Selbstverständlich ist hier auch die staatliche Anerkennung gegeben. Die Gefahr, auf einen unseriösen Anbieter für Fernlehrgänge hereinzufallen, ist bei den namhaften Institutionen gleich null.

 

Lohnt sich ein Anbietervergleich im Bereich Fernstudium?

Auch wenn Sie sich bei der Suche nach einem geeigneten Anbieter für Fernlehrgänge auf die anerkannten und zertifizierten Institutionen beschränken, haben Sie noch immer eine vergleichsweise große Auswahl vor sich. Die Entscheidung für oder gegen eine Fernschule fällt dann nicht immer leicht, vor allem, da sich die Angebote oftmals stark ähneln und Sie den gewünschten Fernlehrgang bei vielen Einrichtungen im Programm vorfinden. An dieser Stelle kann ein Anbietervergleich sinnvoll sein: Dieser wird von unabhängigen Webseiten angestellt und beleuchtet mehrere Fernunis anhand bestimmter Kriterien. So werden beispielsweise das Angebot, die Kosten, der Support und eventuelle Rabattaktionen miteinander verglichen.
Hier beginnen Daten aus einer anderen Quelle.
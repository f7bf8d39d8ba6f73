use serde::{Deserialize, Serialize};
use std::time::Duration;

/// Connection and policy settings for one audited org.
#[derive(Debug, Clone, Serialize, Deserialize)]
pub struct OrgConfig {
    /// Base URL of the org instance, e.g. `https://example.my.platform.com`.
    pub instance_url: String,
    /// Remote API version segment, e.g. `v60.0`.
    pub api_version: String,
    /// Bearer token for the session.
    pub access_token: String,
    /// Production orgs always enforce quota refusals; sandboxes may
    /// downgrade them to warnings.
    pub is_production: bool,
    /// Cache key prefix, first segment of `<prefix>.<section>.<key>`.
    pub cache_prefix: String,
    pub request_timeout: Duration,
}

impl Default for OrgConfig {
    fn default() -> Self {
        Self {
            instance_url: std::env::var("ORGSCAN_INSTANCE_URL").unwrap_or_default(),
            api_version: std::env::var("ORGSCAN_API_VERSION")
                .unwrap_or_else(|_| "v60.0".to_string()),
            access_token: std::env::var("ORGSCAN_ACCESS_TOKEN").unwrap_or_default(),
            is_production: std::env::var("ORGSCAN_PRODUCTION")
                .map(|v| v == "true")
                .unwrap_or(true),
            cache_prefix: std::env::var("ORGSCAN_CACHE_PREFIX")
                .unwrap_or_else(|_| "orgscan".to_string()),
            request_timeout: Duration::from_secs(
                std::env::var("ORGSCAN_REQUEST_TIMEOUT_SECS")
                    .ok()
                    .and_then(|v| v.parse().ok())
                    .unwrap_or(30),
            ),
        }
    }
}

impl OrgConfig {
    pub fn new(instance_url: impl Into<String>, access_token: impl Into<String>) -> Self {
        Self {
            instance_url: instance_url.into(),
            access_token: access_token.into(),
            ..Default::default()
        }
    }

    pub fn with_api_version(mut self, version: impl Into<String>) -> Self {
        self.api_version = version.into();
        self
    }

    pub fn with_production(mut self, is_production: bool) -> Self {
        self.is_production = is_production;
        self
    }

    pub fn with_cache_prefix(mut self, prefix: impl Into<String>) -> Self {
        self.cache_prefix = prefix.into();
        self
    }

    /// Query endpoint for the given surface.
    pub fn query_url(&self, tooling: bool) -> String {
        if tooling {
            format!(
                "{}/services/data/{}/tooling/query",
                self.instance_url, self.api_version
            )
        } else {
            format!(
                "{}/services/data/{}/query",
                self.instance_url, self.api_version
            )
        }
    }
}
Ziehen Sie einen solchen Fernstudientest zurate, können Sie mit wenig Aufwand herausfinden, welcher Anbieter wirklich zu Ihnen und Ihren individuellen Bedürfnissen passt. Haben Sie eine Fernschule gefunden, die Ihnen zusagt, können Sie diese in vielen Fällen erst einmal vier Wochen lang kostenlos testen, bevor Sie sich endgültig für oder gegen die Teilnahme an einem angebotenen Studiengang entscheiden.